Если такой взгляд на важность поэзии и высокое значение поэта не помешал нам посвятить целую критическую статью разбору первых опытов г. Майкова, — значит, мы много видим в даровании нового поэта. Но это обстоятельство и требует от нас возможно критической строгости, которую молодой поэт должен принять только за доказательство нашего уважения к его таланту.
Стихотворения г. Майкова хоть и расположены без всякой системы, без всякого разделения, тем не менее они сами собою разделяются, в глазах читателя, на два разряда, не имеющие между собою ничего общего, кроме разве хорошего стиха, почти везде составляющего неотъемлемую принадлежность музы молодого поэта. К первому разряду должно отнести стихотворения в древнем духе и антологическом роде. Это перл поэзии г. Майкова, торжество таланта его, повод к надежде на будущее его развитие. Второй разряд составляют стихотворениям которых автор думает быть современным поэтом и которых лучшая сторона — хороший стих.
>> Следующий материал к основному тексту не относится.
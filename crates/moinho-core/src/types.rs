//! # Domain Types
//!
//! Core domain types used throughout Moinho.
//!
//! ## Type Hierarchy
//! ```text
//! ┌─────────────────────────────────────────────────────────────────────────┐
//! │                         Domain Types                                    │
//! │                                                                         │
//! │  ┌─────────────────┐   ┌─────────────────┐   ┌─────────────────┐       │
//! │  │     Bakery      │◄──│     Client      │   │      Flour      │       │
//! │  │  ─────────────  │   │  ─────────────  │   │  ─────────────  │       │
//! │  │  id (UUID)      │   │  id (UUID)      │   │  id (UUID)      │       │
//! │  │  name, address  │   │  bakery_id (FK) │   │  name           │       │
//! │  │  cpf / cnpj     │   │  name, phone    │   └────────┬────────┘       │
//! │  └────────▲────────┘   └─────────────────┘            │ by name        │
//! │           │ bakery_id (nullable)                      │                │
//! │  ┌────────┴────────┐   ┌─────────────────┐            │                │
//! │  │      Sale       │──►│    LineItem     │◄───────────┘                │
//! │  │  ─────────────  │   │  ─────────────  │                             │
//! │  │  buyer_name     │   │  flour_name     │                             │
//! │  │  date           │   │  quantity       │                             │
//! │  │  total_value    │   │  unit_price     │                             │
//! │  │  total_commission│  │  commission %   │                             │
//! │  └─────────────────┘   └─────────────────┘                             │
//! └─────────────────────────────────────────────────────────────────────────┘
//! ```
//!
//! ## Ownership
//! Every stored entity carries `owner_id`, the account that created it.
//! Reads and writes are always scoped to one owner.

use std::fmt;
use std::str::FromStr;

use chrono::{DateTime, NaiveDate, Utc};
use serde::{Deserialize, Serialize};
use ts_rs::TS;

use crate::aggregation::{aggregate, SaleTotals};
use crate::error::CoreError;
use crate::money::{CommissionRate, Money};

// =============================================================================
// Flour
// =============================================================================

/// A flour type the user sells.
///
/// Line items copy the flour's name, so renaming a flour never rewrites
/// past sales.
#[derive(Debug, Clone, PartialEq, Serialize, Deserialize, TS)]
#[serde(rename_all = "camelCase")]
#[ts(export)]
pub struct Flour {
    pub id: String,
    pub owner_id: String,
    pub name: String,
    #[ts(as = "String")]
    pub created_at: DateTime<Utc>,
    #[ts(as = "String")]
    pub updated_at: DateTime<Utc>,
}

// =============================================================================
// Bakery
// =============================================================================

/// A bakery that buys flour.
///
/// Address fields are optional; at least one of `cpf`/`cnpj` is present.
#[derive(Debug, Clone, PartialEq, Serialize, Deserialize, TS)]
#[serde(rename_all = "camelCase")]
#[ts(export)]
pub struct Bakery {
    pub id: String,
    pub owner_id: String,
    pub name: String,
    pub street: Option<String>,
    pub number: Option<String>,
    pub neighborhood: Option<String>,
    /// Eight digits, no hyphen.
    pub postal_code: Option<String>,
    /// Individual taxpayer number.
    pub cpf: Option<String>,
    /// Company taxpayer number.
    pub cnpj: Option<String>,
    pub phone: Option<String>,
    #[ts(as = "String")]
    pub created_at: DateTime<Utc>,
    #[ts(as = "String")]
    pub updated_at: DateTime<Utc>,
}

/// A bakery together with its clients, as the edit dialog loads it.
#[derive(Debug, Clone, PartialEq, Serialize, Deserialize, TS)]
#[serde(rename_all = "camelCase")]
#[ts(export)]
pub struct BakeryWithClients {
    #[serde(flatten)]
    #[ts(flatten)]
    pub bakery: Bakery,
    pub clients: Vec<Client>,
}

// =============================================================================
// Client
// =============================================================================

/// A contact person at a bakery.
#[derive(Debug, Clone, PartialEq, Serialize, Deserialize, TS)]
#[serde(rename_all = "camelCase")]
#[ts(export)]
pub struct Client {
    pub id: String,
    pub owner_id: String,
    pub bakery_id: String,
    pub name: String,
    pub phone: Option<String>,
    #[ts(as = "String")]
    pub created_at: DateTime<Utc>,
    #[ts(as = "String")]
    pub updated_at: DateTime<Utc>,
}

/// A client row of the clients dashboard, joined with its bakery's name.
#[derive(Debug, Clone, PartialEq, Serialize, Deserialize, TS)]
#[serde(rename_all = "camelCase")]
#[ts(export)]
pub struct ClientWithBakery {
    #[serde(flatten)]
    #[ts(flatten)]
    pub client: Client,
    pub bakery_name: String,
}

impl ClientWithBakery {
    /// Case-insensitive search over the client's and the bakery's name.
    ///
    /// A blank term matches everything.
    ///
    /// ## Example
    /// ```rust,ignore
    /// row.matches("pão")   // client "Pão Quente" or bakery "Padaria do Pão"
    /// ```
    pub fn matches(&self, term: &str) -> bool {
        let term = term.trim().to_lowercase();
        if term.is_empty() {
            return true;
        }
        self.client.name.to_lowercase().contains(&term)
            || self.bakery_name.to_lowercase().contains(&term)
    }
}

// =============================================================================
// Sale
// =============================================================================

/// One line of a sale: a flour, how many sacks, at what price.
///
/// Items are owned by their sale; editing a sale replaces the whole list.
#[derive(Debug, Clone, PartialEq, Serialize, Deserialize, TS)]
#[serde(rename_all = "camelCase")]
#[ts(export)]
pub struct LineItem {
    /// Flour name at the time of the sale.
    pub flour_name: String,
    /// Whole units, at least 1.
    pub quantity: i64,
    pub unit_price: Money,
    /// 0–100, defaults to 0.
    pub commission_percent: CommissionRate,
}

impl LineItem {
    pub fn new(
        flour_name: impl Into<String>,
        quantity: i64,
        unit_price: Money,
        commission_percent: CommissionRate,
    ) -> Self {
        LineItem {
            flour_name: flour_name.into(),
            quantity,
            unit_price,
            commission_percent,
        }
    }

    /// `quantity × unit_price`.
    #[inline]
    pub fn subtotal(&self) -> Money {
        self.unit_price.multiply_quantity(self.quantity)
    }

    /// Commission earned on this line, unrounded.
    #[inline]
    pub fn commission(&self) -> Money {
        self.subtotal().commission(self.commission_percent)
    }
}

/// A recorded sale of flour to a bakery.
///
/// ## Totals
/// `total_value` and `total_commission` are derived from `items` whenever
/// the sale is written. They are stored so lists can be summed without
/// loading every item, and never taken from the client.
///
/// ## Buyer Snapshot
/// `buyer_name` is the bakery's name when the sale was last saved. It does
/// not follow later renames, and it survives the bakery's deletion (then
/// `bakery_id` becomes `None`).
#[derive(Debug, Clone, PartialEq, Serialize, Deserialize, TS)]
#[serde(rename_all = "camelCase")]
#[ts(export)]
pub struct Sale {
    pub id: String,
    pub owner_id: String,
    pub bakery_id: Option<String>,
    pub buyer_name: String,
    #[ts(as = "String")]
    pub date: NaiveDate,
    pub items: Vec<LineItem>,
    pub total_value: Money,
    pub total_commission: Money,
    #[ts(as = "String")]
    pub created_at: DateTime<Utc>,
    #[ts(as = "String")]
    pub updated_at: DateTime<Utc>,
}

impl Sale {
    /// Totals recomputed from the items.
    pub fn computed_totals(&self) -> Result<SaleTotals, CoreError> {
        aggregate(&self.items)
    }

    /// Checks that the stored totals match the items.
    pub fn verify_totals(&self) -> Result<(), CoreError> {
        let totals = self.computed_totals()?;
        if totals.total_value == self.total_value && totals.total_commission == self.total_commission
        {
            Ok(())
        } else {
            Err(CoreError::TotalsMismatch {
                sale_id: self.id.clone(),
            })
        }
    }
}

// =============================================================================
// Identity
// =============================================================================

/// A registered account, without its password hash.
#[derive(Debug, Clone, PartialEq, Serialize, Deserialize, TS)]
#[serde(rename_all = "camelCase")]
#[ts(export)]
pub struct User {
    pub id: String,
    pub email: String,
    pub full_name: String,
    #[ts(as = "String")]
    pub created_at: DateTime<Utc>,
}

/// Who is signed in, as the session endpoints report it.
#[derive(Debug, Clone, PartialEq, Eq, Serialize, Deserialize, TS)]
#[serde(rename_all = "camelCase")]
#[ts(export)]
pub struct Identity {
    pub user_id: String,
    pub email: String,
    pub full_name: String,
}

impl From<&User> for Identity {
    fn from(user: &User) -> Self {
        Identity {
            user_id: user.id.clone(),
            email: user.email.clone(),
            full_name: user.full_name.clone(),
        }
    }
}

// =============================================================================
// Entity Kind & Refresh Policy
// =============================================================================

/// The four entities with a dashboard.
#[derive(Debug, Clone, Copy, PartialEq, Eq, Hash, Serialize, Deserialize, TS)]
#[serde(rename_all = "snake_case")]
#[ts(export)]
pub enum EntityKind {
    Sale,
    Flour,
    Bakery,
    Client,
}

/// How a dashboard keeps its list current.
#[derive(Debug, Clone, Copy, PartialEq, Eq, Serialize, Deserialize, TS)]
#[serde(rename_all = "snake_case")]
#[ts(export)]
pub enum RefreshPolicy {
    /// The server pushes a fresh snapshot after every change.
    Live,
    /// The client lists again after each of its own mutations.
    Refetch,
}

impl EntityKind {
    pub fn as_str(&self) -> &'static str {
        match self {
            EntityKind::Sale => "sale",
            EntityKind::Flour => "flour",
            EntityKind::Bakery => "bakery",
            EntityKind::Client => "client",
        }
    }

    /// Sales and flours are live; bakeries and clients are refetched.
    pub fn refresh_policy(&self) -> RefreshPolicy {
        match self {
            EntityKind::Sale | EntityKind::Flour => RefreshPolicy::Live,
            EntityKind::Bakery | EntityKind::Client => RefreshPolicy::Refetch,
        }
    }
}

impl fmt::Display for EntityKind {
    fn fmt(&self, f: &mut fmt::Formatter<'_>) -> fmt::Result {
        f.write_str(self.as_str())
    }
}

/// Accepts singular and plural names, as they appear in routes.
impl FromStr for EntityKind {
    type Err = CoreError;

    fn from_str(s: &str) -> Result<Self, Self::Err> {
        match s.trim().to_ascii_lowercase().as_str() {
            "sale" | "sales" => Ok(EntityKind::Sale),
            "flour" | "flours" => Ok(EntityKind::Flour),
            "bakery" | "bakeries" => Ok(EntityKind::Bakery),
            "client" | "clients" => Ok(EntityKind::Client),
            other => Err(CoreError::UnknownEntity(other.to_string())),
        }
    }
}

// =============================================================================
// Unit Tests
// =============================================================================

#[cfg(test)]
mod tests {
    use super::*;
    use rust_decimal_macros::dec;

    fn client_row(name: &str, bakery: &str) -> ClientWithBakery {
        let now = Utc::now();
        ClientWithBakery {
            client: Client {
                id: "c1".to_string(),
                owner_id: "u1".to_string(),
                bakery_id: "b1".to_string(),
                name: name.to_string(),
                phone: None,
                created_at: now,
                updated_at: now,
            },
            bakery_name: bakery.to_string(),
        }
    }

    #[test]
    fn test_line_item_math() {
        let item = LineItem::new(
            "Especial",
            3,
            Money::from_cents(500),
            CommissionRate::from_percent_int(10),
        );
        assert_eq!(item.subtotal(), Money::from_cents(1500));
        assert_eq!(item.commission().amount(), dec!(1.5));
    }

    #[test]
    fn test_client_matches_client_or_bakery_name() {
        let row = client_row("Maria Souza", "Padaria Pão Quente");
        assert!(row.matches("maria"));
        assert!(row.matches("PÃO"));
        assert!(row.matches("  quente "));
        assert!(row.matches(""));
        assert!(!row.matches("joão"));
    }

    #[test]
    fn test_sale_verify_totals() {
        let now = Utc::now();
        let items = vec![LineItem::new(
            "Integral",
            2,
            Money::from_cents(1000),
            CommissionRate::from_percent_int(5),
        )];
        let mut sale = Sale {
            id: "s1".to_string(),
            owner_id: "u1".to_string(),
            bakery_id: Some("b1".to_string()),
            buyer_name: "Padaria Central".to_string(),
            date: NaiveDate::from_ymd_opt(2024, 5, 1).unwrap(),
            items,
            total_value: Money::from_cents(2000),
            total_commission: Money::from_cents(100),
            created_at: now,
            updated_at: now,
        };
        assert!(sale.verify_totals().is_ok());

        sale.total_value = Money::from_cents(1999);
        assert!(matches!(
            sale.verify_totals(),
            Err(CoreError::TotalsMismatch { .. })
        ));
    }

    #[test]
    fn test_entity_kind_parsing_and_policy() {
        assert_eq!("sales".parse::<EntityKind>().unwrap(), EntityKind::Sale);
        assert_eq!("Flour".parse::<EntityKind>().unwrap(), EntityKind::Flour);
        assert_eq!("bakeries".parse::<EntityKind>().unwrap(), EntityKind::Bakery);
        assert!("products".parse::<EntityKind>().is_err());

        assert_eq!(EntityKind::Sale.refresh_policy(), RefreshPolicy::Live);
        assert_eq!(EntityKind::Flour.refresh_policy(), RefreshPolicy::Live);
        assert_eq!(EntityKind::Bakery.refresh_policy(), RefreshPolicy::Refetch);
        assert_eq!(EntityKind::Client.refresh_policy(), RefreshPolicy::Refetch);
    }

    #[test]
    fn test_sale_json_is_camel_case() {
        let item = LineItem::new("Integral", 1, Money::from_cents(2000), CommissionRate::zero());
        let json = serde_json::to_value(&item).unwrap();
        assert_eq!(json["flourName"], "Integral");
        assert_eq!(json["unitPrice"], "20.00");
        assert_eq!(json["commissionPercent"], "0");
    }
}
//! # Repository Module
//!
//! Database repository implementations for Moinho.
//!
//! ## Repository Pattern
//! ```text
//! ┌─────────────────────────────────────────────────────────────────────────┐
//! │                    Repository Pattern                                   │
//! │                                                                         │
//! │  HTTP handler                                                          │
//! │       │                                                                 │
//! │       │  db.sales().create(&owner_id, &draft)                           │
//! │       ▼                                                                 │
//! │  SaleRepository                                                        │
//! │  ├── list(&self, owner)                                                │
//! │  ├── get(&self, owner, id)                                             │
//! │  ├── create(&self, owner, draft)   ── transaction ──► ChangeFeed       │
//! │  ├── update(&self, owner, id, draft)                                   │
//! │  └── delete(&self, owner, id)                                          │
//! │       │                                                                 │
//! │       │  SQL Query (always WHERE owner_id = ?)                          │
//! │       ▼                                                                 │
//! │  SQLite Database                                                       │
//! └─────────────────────────────────────────────────────────────────────────┘
//! ```
//!
//! ## Available Repositories
//!
//! - [`FlourRepository`](flour::FlourRepository) - Flour CRUD
//! - [`BakeryRepository`](bakery::BakeryRepository) - Bakeries, with client cascade
//! - [`ClientRepository`](client::ClientRepository) - Clients and the joined dashboard list
//! - [`SaleRepository`](sale::SaleRepository) - Sales and their line items
//! - [`UserRepository`](user::UserRepository) - Accounts and signed-out tokens

use std::str::FromStr;

use moinho_core::{CommissionRate, Money};

use crate::error::{DbError, DbResult};

pub mod bakery;
pub mod client;
pub mod flour;
pub mod sale;
pub mod user;

/// Parses a decimal TEXT column into Money.
pub(crate) fn parse_money(column: &str, value: &str) -> DbResult<Money> {
    Money::from_str(value)
        .map_err(|e| DbError::Internal(format!("{column} holds invalid amount '{value}': {e}")))
}

/// Parses a decimal TEXT column into a commission rate.
pub(crate) fn parse_rate(column: &str, value: &str) -> DbResult<CommissionRate> {
    CommissionRate::from_str(value)
        .map_err(|e| DbError::Internal(format!("{column} holds invalid percent '{value}': {e}")))
}

#[cfg(test)]
pub(crate) mod test_support {
    use moinho_core::forms::{BakeryDraft, ClientEntry};

    use crate::pool::{Database, DbConfig};

    /// Fresh in-memory database with one account; returns its id.
    pub async fn setup() -> (Database, String) {
        let db = Database::new(DbConfig::in_memory()).await.unwrap();
        let owner = add_user(&db, "dona@moinho.app").await;
        (db, owner)
    }

    pub async fn add_user(db: &Database, email: &str) -> String {
        db.users()
            .create(email, "Dona Moinho", "segredo123")
            .await
            .unwrap()
            .id
    }

    pub fn bakery(name: &str, clients: &[&str]) -> BakeryDraft {
        BakeryDraft {
            name: name.to_string(),
            cnpj: Some("12.345.678/0001-90".to_string()),
            clients: clients
                .iter()
                .map(|c| ClientEntry {
                    id: None,
                    name: c.to_string(),
                    phone: None,
                })
                .collect(),
            ..BakeryDraft::default()
        }
    }
}

#[cfg(test)]
mod tests {
    use super::*;

    #[test]
    fn test_parse_columns() {
        assert_eq!(parse_money("total", "40.00").unwrap(), Money::from_cents(4000));
        assert!(matches!(parse_money("total", "abc"), Err(DbError::Internal(_))));
        assert!(parse_rate("pct", "7.5").is_ok());
    }
}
Но об этих после, сперва поговорим о стихотворениях первого разряда.
Читателям ‘Отечественных записок’ должно быть известно наше понятие о сущности и важности так называемой антологической поэзии, и потому мы, не желая повторять себя, будем говорить только о поэзии г. Майкова, тех же из читателей, которые не знают нашего понятия об антологической поэзии, попросим заглянуть в статью о ‘Римских элегиях Гете’ {‘Отечественные записки’, 1841, т. XVII, отделение ‘Критики’, стр. 23.}7. Теория антологической поэзии имеет такое близкое отношение к некоторым из стихотворений г. Майкова, что мы в помянутой статье выписали, как превосходнейший образец в антологическом роде, его дивно поэтическую, роскошно художественную пьесу ‘Сон’8, не зная, кому она принадлежит и написал ли автор ее еще что-нибудь. Эта пьеса была напечатана первоначально в ‘Одесском альманахе’ на 1840 год, — и мы при разборе этого ‘Альманаха’, еще задолго до статьи о ‘Римских элегиях’, выписали в нашем журнале это стихотворение, скромно подписанное буквою М {‘Отечественные записки’, 1840, т. IX, отд. ‘Библиографической хроники’, стр. 14.}. И — смотрите и судите сами — удивительно ли, что это стихотворение, без подписи знаменитого, или, по крайней мере, знакомого имени, поразило нас до того, что мы перенесли его на страницы своего журнала при громкой похвале и потом, с неослабевшим энтузиазмом, припомнили его через четырнадцать месяцев,
Когда ложится тень прозрачными клубами
На нивы желтые, покрытые скирдами,
На синие леса, на влажный злак лугов,
Когда над озером белеет столп паров,
И в редком тростнике, медлительно качаясь,
Сном чутким лебедь спит, на влаге отражаясь, —
Иду я под родной, соломенный свой кров,
Раскинутый в тени акаций и дубов,
И там, с улыбкой на устах своих приветных,
В венце из ярких звезд и маков темноцветных,
И с грудью белою под черной кисеей,
Богиня мирная, являясь предо мной,
Сияньем палевым главу мне обливает
И очи тихою рукою закрывает,
И, кудри подобрав, главой склонясь ко мне,
Лобзает мне уста и очи в тишине (стр. 9).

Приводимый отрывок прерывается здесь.